Reacting to the resignation of Martín Guzmán and the announcement that Batakis would be replacing him as the head of the economy portfolio, an IMF spokesperson said Monday that its officials were ready to help Argentina tackle the “profound” challenges that lie ahead.
"We look forward to working with Minister Silvina Batakis and her team to continue to support Argentina and its people in strengthening macroeconomic stability and addressing its profound challenges to lay the foundations for more sustainable and inclusive growth," an IMF spokesperson said in a statement to the press.
Batakis faces a host of challenges ahead. Inflation has surpassed 60 percent over the last 12 months, while the country’s fiscal deficit is surging.
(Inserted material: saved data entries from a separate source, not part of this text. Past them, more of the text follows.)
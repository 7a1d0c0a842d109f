// Copyright (C) 2026 Fred Clausen
// Use of this source code is governed by an MIT-style
// license that can be found in the LICENSE file or at
// https://opensource.org/licenses/MIT.

use diesel::result::DatabaseErrorKind;
use roombook::CoreError;

/// Errors that can occur during persistence operations.
#[derive(Debug, Clone, PartialEq, Eq)]
pub enum PersistenceError {
    /// A database error occurred.
    DatabaseError(String),
    /// Database connection failed.
    DatabaseConnectionFailed(String),
    /// Database migration failed.
    MigrationFailed(String),
    /// Query execution failed.
    QueryFailed(String),
    /// Initialization error.
    InitializationError(String),
    /// Foreign key enforcement is not enabled.
    ForeignKeyEnforcementNotEnabled,
    /// A UNIQUE constraint rejected the write.
    UniqueViolation(String),
    /// A foreign key constraint rejected the write.
    ForeignKeyViolation(String),
    /// The transaction lost a race with a concurrent writer.
    SerializationFailure(String),
    /// A stored value could not be mapped back to a domain type.
    CorruptRow(String),
    /// The user cannot be deleted because they own reservations.
    UserHasReservations { user_id: i64 },
    /// The booking engine rejected the operation.
    Booking(CoreError),
    /// The requested session was not found.
    SessionNotFound(String),
    /// The requested resource was not found.
    NotFound(String),
    /// A general error occurred.
    Other(String),
}

impl PersistenceError {
    /// Returns whether retrying the whole transaction may succeed.
    #[must_use]
    pub const fn is_retryable(&self) -> bool {
        matches!(self, Self::SerializationFailure(_))
    }
}

impl std::fmt::Display for PersistenceError {
    fn fmt(&self, f: &mut std::fmt::Formatter<'_>) -> std::fmt::Result {
        match self {
            Self::DatabaseError(msg) => write!(f, "Database error: {msg}"),
            Self::DatabaseConnectionFailed(msg) => {
                write!(f, "Database connection failed: {msg}")
            }
            Self::MigrationFailed(msg) => write!(f, "Migration failed: {msg}"),
            Self::QueryFailed(msg) => write!(f, "Query failed: {msg}"),
            Self::InitializationError(msg) => write!(f, "Initialization error: {msg}"),
            Self::ForeignKeyEnforcementNotEnabled => {
                write!(f, "Foreign key enforcement is not enabled")
            }
            Self::UniqueViolation(msg) => write!(f, "Unique constraint violated: {msg}"),
            Self::ForeignKeyViolation(msg) => write!(f, "Foreign key constraint violated: {msg}"),
            Self::SerializationFailure(msg) => write!(f, "Serialization failure: {msg}"),
            Self::CorruptRow(msg) => write!(f, "Stored row is invalid: {msg}"),
            Self::UserHasReservations { user_id } => {
                write!(
                    f,
                    "User {user_id} cannot be deleted: they still own reservations"
                )
            }
            Self::Booking(err) => write!(f, "{err}"),
            Self::SessionNotFound(msg) => write!(f, "Session not found: {msg}"),
            Self::NotFound(msg) => write!(f, "Not found: {msg}"),
            Self::Other(msg) => write!(f, "{msg}"),
        }
    }
}

impl std::error::Error for PersistenceError {}

impl From<diesel::result::Error> for PersistenceError {
    fn from(err: diesel::result::Error) -> Self {
        match err {
            diesel::result::Error::NotFound => Self::NotFound("Record not found".to_string()),
            diesel::result::Error::DatabaseError(kind, info) => {
                let message: String = info.message().to_string();
                match kind {
                    DatabaseErrorKind::UniqueViolation => Self::UniqueViolation(message),
                    DatabaseErrorKind::ForeignKeyViolation => Self::ForeignKeyViolation(message),
                    DatabaseErrorKind::SerializationFailure => Self::SerializationFailure(message),
                    _ if is_lock_contention(&message) => Self::SerializationFailure(message),
                    _ => Self::DatabaseError(message),
                }
            }
            _ => Self::DatabaseError(err.to_string()),
        }
    }
}

impl From<diesel::ConnectionError> for PersistenceError {
    fn from(err: diesel::ConnectionError) -> Self {
        Self::DatabaseConnectionFailed(err.to_string())
    }
}

impl From<CoreError> for PersistenceError {
    fn from(err: CoreError) -> Self {
        Self::Booking(err)
    }
}

/// `SQLite` reports busy/locked and `MySQL` reports deadlocks without a
/// dedicated error kind.
fn is_lock_contention(message: &str) -> bool {
    message.contains("database is locked")
        || message.contains("database table is locked")
        || message.contains("Deadlock found")
        || message.contains("Lock wait timeout")
}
Argentina's financial markets this week fell on uncertainty generated by abrupt changes in the country's economic management, with the collapse of assets compounded by the weakness of the peso in parallel markets, raising question marks over the immediate and long-term future.
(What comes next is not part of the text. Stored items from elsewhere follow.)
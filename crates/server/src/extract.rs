// Copyright (C) 2026 Fred Clausen
// Use of this source code is governed by an MIT-style
// license that can be found in the LICENSE file or at
// https://opensource.org/licenses/MIT.

//! Request extractors that reject malformed input with a JSON 400.
//!
//! Axum's stock extractors answer with plain-text bodies and, for JSON,
//! with 415 or 422 depending on the failure. These wrappers fold every
//! rejection into [`HttpError::bad_request`].

use axum::{
    Json,
    extract::{FromRequest, FromRequestParts, Path, Query, Request},
    http::request::Parts,
};
use serde::de::DeserializeOwned;
use tracing::debug;

use crate::error::HttpError;

/// JSON body extractor.
pub struct ValidatedJson<T>(pub T);

impl<T, S> FromRequest<S> for ValidatedJson<T>
where
    T: DeserializeOwned,
    S: Send + Sync,
{
    type Rejection = HttpError;

    async fn from_request(req: Request, state: &S) -> Result<Self, Self::Rejection> {
        match Json::<T>::from_request(req, state).await {
            Ok(Json(value)) => Ok(Self(value)),
            Err(rejection) => {
                debug!(reason = %rejection.body_text(), "Rejected request body");
                Err(HttpError::bad_request(rejection.body_text()))
            }
        }
    }
}

/// Query string extractor.
pub struct ValidatedQuery<T>(pub T);

impl<T, S> FromRequestParts<S> for ValidatedQuery<T>
where
    T: DeserializeOwned,
    S: Send + Sync,
{
    type Rejection = HttpError;

    async fn from_request_parts(parts: &mut Parts, state: &S) -> Result<Self, Self::Rejection> {
        match Query::<T>::from_request_parts(parts, state).await {
            Ok(Query(value)) => Ok(Self(value)),
            Err(rejection) => {
                debug!(reason = %rejection.body_text(), "Rejected query string");
                Err(HttpError::bad_request(rejection.body_text()))
            }
        }
    }
}

/// Path parameter extractor.
pub struct ValidatedPath<T>(pub T);

impl<T, S> FromRequestParts<S> for ValidatedPath<T>
where
    T: DeserializeOwned + Send,
    S: Send + Sync,
{
    type Rejection = HttpError;

    async fn from_request_parts(parts: &mut Parts, state: &S) -> Result<Self, Self::Rejection> {
        match Path::<T>::from_request_parts(parts, state).await {
            Ok(Path(value)) => Ok(Self(value)),
            Err(rejection) => {
                debug!(reason = %rejection.body_text(), "Rejected path parameters");
                Err(HttpError::bad_request(rejection.body_text()))
            }
        }
    }
}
Batakis, who declared this week she believes in “fiscal balance,” said that she intends to “follow the economic programme” that President Alberto Fernández has laid out, though speculation has grown that the new minister’s appointment and the global economic climate could mean Argentina will not comply with the targets laid out in the US$44.5-billion refinancing programme agreed with the multilateral lender back in March.
On Wednesday, Batakis spoke on the phone with IMF Managing Director Kristalina Georgieva, reportedly reassuring the Bulgarian economist that Argentina intends to stick to the fine print agreed by Guzmán earlier this year.
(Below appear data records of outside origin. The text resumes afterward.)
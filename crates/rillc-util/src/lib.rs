//! Core utilities and foundation types shared by the lexer, parser, and
//! evaluator: source spans, string interning, and diagnostic reporting.
//!
//! Nothing in this crate knows about the language's grammar or runtime
//! values; it only supplies the plumbing every other crate builds on.

pub mod diagnostic;
pub mod error;
pub mod span;
pub mod symbol;

pub use diagnostic::{Diagnostic, DiagnosticBuilder, DiagnosticCode, Handler, Level, SourceSnippet};
pub use error::{DiagnosticError, SourceMapError, SymbolError};
pub use span::{FileId, SourceFile, SourceMap, Span};
pub use symbol::Symbol;

pub use rustc_hash::{FxHashMap, FxHashSet};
“Very good call with Minister [Silvina Batakis] today to discuss implementation of Argentina's programme,” wrote the IMF chief in a post on social media following the call.
“Looking forward to continuing our constructive engagement to promote economic stability and inclusive growth in [Argentina] in a very challenging global environment,” she added.
Georgieva revealed in subsequent comments reported by several international news agencies that Batakis had told her Argentina “is committed to the objectives of the programme and to working with the Fund in a constructive way to achieve these objectives.”
She said Batakis had also spoken with the Fund’s Director of the International Monetary Fund's Western Hemisphere Department Ilan Goldfajn, reiterating that commitment.
Georgieva did admit though that Argentina is facing a "very complex, very difficult time," and promised the IMF’s help in tackling runaway inflation.
"The minister understands the purpose of fiscal discipline and also understands that if you want to help the poor it cannot be in conditions of galloping inflation," Georgieva said.
Asked if Batakis could push for changes to the deal, she said that Guzmán had also disagreed with the Fund at times and stressed the importance of reaching consensus.
For her part, Batakis assured that "in a framework of trust, we had a fruitful conversation with Georgieva and we hope to continue having a positive dialogue."
However, in one of a series of television interviews she granted this week, the new minister also hinted that the targets outlined in the original deal could change, especially given the global economic turmoil sparked by Russia’s invasion of Ukraine.
In late June, the IMF approved the first quarterly review of its new programme with Argentina, allowing for the immediate disbursement of some US$4.01 billion to bump up Central Bank reserves, and called for tighter fiscal policies.
The IMF’s executive board concluded that the Argentine authorities met all of the March 2022 continuous performance criteria and targets, when the programme was given the green light, and that progress was made on the structural front.